LISCON Information Technology, GmbH
- Company type: GmbH
- Industry: Computer Systems
- Founded: 2000
- Headquarters: Klagenfurt, Austria
- Products: Thin clients
- Website: liscon.com

= LISCON =

Software company in Austria

LISCON is a software company creating management software for Thin Clients and a Linux-based operating system for their Thin Clients and those of other manufacturers, as well as PCs. The company was founded in 2000 and filed for bankruptcy in May 2010. The company was closed down in August 2010.
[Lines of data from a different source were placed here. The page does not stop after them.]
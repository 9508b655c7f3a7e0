use sse_hub::startup::{Config, build_router};
use sse_hub::{Hub, HubConfig};

#[macro_use]
extern crate tracing;

#[tokio::main]
async fn main() {
    if std::env::var("RUST_LOG").is_err() {
        unsafe {
            std::env::set_var("RUST_LOG", "INFO");
        }
    }
    // initialize tracing
    tracing_subscriber::fmt::init();

    let config = Config::from_env().expect("Invalid configuration");

    let hub = Hub::new(HubConfig {
        mailbox_capacity: config.mailbox_capacity,
    });

    let app = build_router(hub.clone());

    info!("listening on {}", config.bind_addr);

    let listener = tokio::net::TcpListener::bind(config.bind_addr)
        .await
        .expect("Unable to spawn tcp listener");

    axum::serve(listener, app)
        .with_graceful_shutdown(shutdown_signal(hub))
        .await
        .expect("Server error");
}

/// Waits for Ctrl-C, then ends every open stream so graceful shutdown can finish.
async fn shutdown_signal(hub: Hub) {
    if let Err(e) = tokio::signal::ctrl_c().await {
        error!("Failed to listen for shutdown signal: {}", e);
    }

    info!("shutting down");
    let _ = hub.disconnect_all();
    let _ = hub.shutdown();
}
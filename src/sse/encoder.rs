use crate::sse::models::Message;
use axum::body::Bytes;

pub const CONTENT_TYPE: &str = "text/event-stream";

/// Frames a message as `event: <name>\ndata: <payload>\n\n`.
///
/// No escaping is performed: callers must not put line breaks in either the
/// event name or the payload.
pub fn encode(message: &Message) -> Bytes {
    encode_parts(message.event(), message.payload())
}

pub fn encode_parts(event: &str, payload: &[u8]) -> Bytes {
    let mut buf = Vec::with_capacity(event.len() + payload.len() + 16);
    buf.extend_from_slice(b"event: ");
    buf.extend_from_slice(event.as_bytes());
    buf.push(b'\n');
    buf.extend_from_slice(b"data: ");
    buf.extend_from_slice(payload);
    buf.extend_from_slice(b"\n\n");
    Bytes::from(buf)
}

/// True when the value can be framed without breaking the line protocol.
pub fn is_single_line(value: &[u8]) -> bool {
    !value.iter().any(|b| *b == b'\n' || *b == b'\r')
}

#[cfg(test)]
mod tests {
    use super::*;

    #[test]
    fn frames_event_and_data() {
        let message = Message::new("greet", "hi");
        assert_eq!(&encode(&message)[..], b"event: greet\ndata: hi\n\n");
    }

    #[test]
    fn empty_payload_still_terminates_frame() {
        assert_eq!(&encode_parts("ping", b"")[..], b"event: ping\ndata: \n\n");
    }

    #[test]
    fn payload_bytes_are_copied_verbatim() {
        let frame = encode_parts("message", "{\"a\": \"é\"}".as_bytes());
        assert!(frame.ends_with("data: {\"a\": \"é\"}\n\n".as_bytes()));
    }

    #[test]
    fn detects_line_breaks() {
        assert!(is_single_line(b"plain text"));
        assert!(!is_single_line(b"two\nlines"));
        assert!(!is_single_line(b"carriage\rreturn"));
    }
}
==LISCON Management Console==
Differently to the quite common use of cloning the settings of a thin client via network or a USB memory key, the central management console allows different settings for each client with the LISCON OS or LISCON's XPe and reapplies them if the Thin Client or its hardware is changed. The settings include hardware settings like screen resolutions as well as properties for connections like RDP, Citrix ICA or VMware View. Firmware updates are possible as well as VNC to the client.
It is possible to define certain groups and hand down all or specific settings to sub groups in the client's hierarchy, therefore supporting large networks of Thin Clients. The Management Console itself is a web application and with an optimized iPhone version.

==Founding and awards==
LISCON Informationstechnologie GmbH was founded in 2000 in Klagenfurt, Austria. In 2002, LISCON received the innovation and research award of Carinthia, Austria.

==Competitors==
Competitors in the market place include: Wyse, Igel and Neoware beside others. Partners are VXL, HP and Fujitsu.